Selma sees a host of civil rights activists, led by MLK, perform non-violent protest, in opposition to a lack of right to vote. MLK did it the way that Malcolm X couldn’t. The story is well-known for anyone who made it through the 8th grade and therefore, a greater probing of the man with less sentimental actions would have served the film better. MLK leads his followers, blacks and women, who eventually are joined by other races, up against the tyranny of the US government and its racist ways. The politicians and president are typical villains and MLK the righteous man standing up the injustice.

Hard not to be moved by the march moment in the poorly-titled 'Selma.'

Hard not to be moved by the march moment in the poorly-titled ‘Selma.’ but DuVernay tried to ruin it.

Oyelowo, though pequeno in stature, does his best to embody the legendary MLK. I have a little issue with a Brit portraying such a significant man, but he is solid enough in handling the task. What his performance can’t overcome are the stereotypes in the writing and directing that seem paint-by-numbers in these stories. A man is beaten down, but he rises up and the music swells to accompany it. A stare down in public is counterbalanced with tears and emotional strife in public. However true these cliches may be, I would have preferred a more intimate, even look at the man rather than a fairytale-like take.

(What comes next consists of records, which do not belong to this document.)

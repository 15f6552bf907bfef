use crate::extract::{AttributeSpec, AttributeType, AttributeValue, ExtractorError, Result};
use crate::routing::HostCommandRouter;
use crate::types::NodeRecord;
use regex::Regex;
use std::collections::BTreeMap;
use std::fmt::Display;
use tracing::{debug, instrument};

/// Extracted attributes per node. `None` means the log has no match yet.
pub type NodeAttributes<K> = BTreeMap<K, BTreeMap<String, Option<AttributeValue>>>;

/// Reads typed attributes out of node logs.
#[derive(Clone)]
pub struct LogAttributeExtractor {
    router: HostCommandRouter,
}

struct CompiledSpec<'a> {
    name: &'a str,
    spec: &'a AttributeSpec,
    local: Regex,
}

impl LogAttributeExtractor {
    pub fn new(router: HostCommandRouter) -> Self {
        Self { router }
    }

    /// Grep each node's log once per attribute and parse the results.
    ///
    /// All probes go out in a single routed dispatch. Attributes are probed
    /// in name order.
    #[instrument(skip_all, fields(nodes = ids.len(), attributes = specs.len()))]
    pub async fn extract<K>(
        &self,
        nodes: &BTreeMap<K, NodeRecord>,
        ids: &[K],
        specs: &BTreeMap<String, AttributeSpec>,
    ) -> Result<NodeAttributes<K>>
    where
        K: Ord + Clone + Display,
    {
        if ids.is_empty() {
            return Err(ExtractorError::NoNodes);
        }
        if specs.is_empty() {
            return Err(ExtractorError::NoAttributes);
        }

        let compiled = compile(specs)?;

        let mut selected: Vec<(&K, &NodeRecord)> = Vec::with_capacity(ids.len());
        for id in ids {
            let node = nodes
                .get(id)
                .ok_or_else(|| ExtractorError::UnknownNode { node: id.to_string() })?;
            if node.log.is_none() {
                return Err(ExtractorError::MissingLogPath { node: id.to_string() });
            }
            if !selected.iter().any(|(seen, _)| *seen == id) {
                selected.push((id, node));
            }
        }

        let outputs = self
            .router
            .dispatch_batch(selected.iter().copied(), |id, node| {
                let log = node.log.as_deref().unwrap_or_default();
                compiled
                    .iter()
                    .map(|attr| probe_command(&id.to_string(), attr.name, log, attr.spec))
                    .collect()
            })
            .await?;

        let mut result = NodeAttributes::new();
        for (id, blocks) in outputs {
            let node = id.to_string();
            let mut values = BTreeMap::new();
            for (attr, block) in compiled.iter().zip(blocks.iter()) {
                let text = block_body(&node, attr.name, block)?;
                let value = parse_value(&node, attr, &text)?;
                debug!(node = %node, attribute = %attr.name, found = value.is_some(), "Parsed attribute");
                values.insert(attr.name.to_string(), value);
            }
            result.insert(id, values);
        }

        Ok(result)
    }
}

fn compile(specs: &BTreeMap<String, AttributeSpec>) -> Result<Vec<CompiledSpec<'_>>> {
    specs
        .iter()
        .map(|(name, spec)| {
            let local = Regex::new(&spec.local_regex).map_err(|e| ExtractorError::InvalidRegex {
                attribute: name.clone(),
                source: e,
            })?;
            if local.captures_len() < 2 {
                return Err(ExtractorError::NoCaptureGroup {
                    attribute: name.clone(),
                });
            }
            Ok(CompiledSpec {
                name: name.as_str(),
                spec,
                local,
            })
        })
        .collect()
}

/// Shell command that prints the node id, the attribute name and then the
/// grep-filtered log.
pub fn probe_command(node: &str, attribute: &str, log: &str, spec: &AttributeSpec) -> String {
    let mut grep = vec!["grep".to_string()];
    if let Some(options) = spec.grep_options.as_deref().filter(|o| !o.trim().is_empty()) {
        grep.push(options.to_string());
    }
    grep.push(shell_words::quote(&spec.remote_regex).into_owned());

    format!(
        "echo {}; echo {}; cat {} | {}",
        shell_words::quote(node),
        shell_words::quote(attribute),
        shell_words::quote(log),
        grep.join(" ")
    )
}

/// Check the two header lines of a probe block and return what follows.
fn block_body(node: &str, attribute: &str, block: &str) -> Result<String> {
    let mut parts = block.splitn(3, '\n');
    let malformed = |reason: String| ExtractorError::MalformedOutput {
        node: node.to_string(),
        attribute: attribute.to_string(),
        reason,
    };

    let seen_node = parts.next().unwrap_or_default().trim_end();
    let seen_attribute = parts
        .next()
        .ok_or_else(|| malformed("missing attribute header".to_string()))?
        .trim_end();

    if seen_node != node || seen_attribute != attribute {
        return Err(malformed(format!(
            "headers read {seen_node:?}/{seen_attribute:?}"
        )));
    }

    Ok(parts.next().unwrap_or_default().to_string())
}

fn parse_value(node: &str, attr: &CompiledSpec<'_>, text: &str) -> Result<Option<AttributeValue>> {
    let joined;
    let haystack = if attr.spec.join_lines {
        joined = text.replace('\n', "");
        joined.as_str()
    } else {
        text
    };

    let Some(captures) = attr.local.captures(haystack) else {
        return Ok(None);
    };

    let convert = |raw: &str| coerce(node, attr.name, attr.spec.value_type, raw);

    if attr.spec.capture_all {
        let values = captures
            .iter()
            .skip(1)
            .map(|group| group.map(|m| convert(m.as_str())).transpose())
            .collect::<Result<Vec<_>>>()?;
        return Ok(Some(AttributeValue::List(values)));
    }

    captures.get(1).map(|m| convert(m.as_str())).transpose()
}

fn coerce(node: &str, attribute: &str, value_type: AttributeType, raw: &str) -> Result<AttributeValue> {
    match value_type {
        AttributeType::Text => Ok(AttributeValue::Text(raw.to_string())),
        AttributeType::Int => raw
            .trim()
            .parse::<i64>()
            .map(AttributeValue::Int)
            .map_err(|_| ExtractorError::AttributeType {
                node: node.to_string(),
                attribute: attribute.to_string(),
                raw: raw.to_string(),
            }),
    }
}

Selma isn’t a bad movie per se, but it breaks no ground for a man that broke it all. This, in and of itself, is enough to turn me off. I wanted to feel this man’s journey rather than have the film try to manipulate my feelings. I’m capable of getting there on my own with a great story, acting and directing, instead I get tried and true tropes that are a disservice to the historical events and my time and intelligence. There were a handful of scenes that hit the right notes, but far too few in the grand scheme. Too bad, because the man and moment deserved more.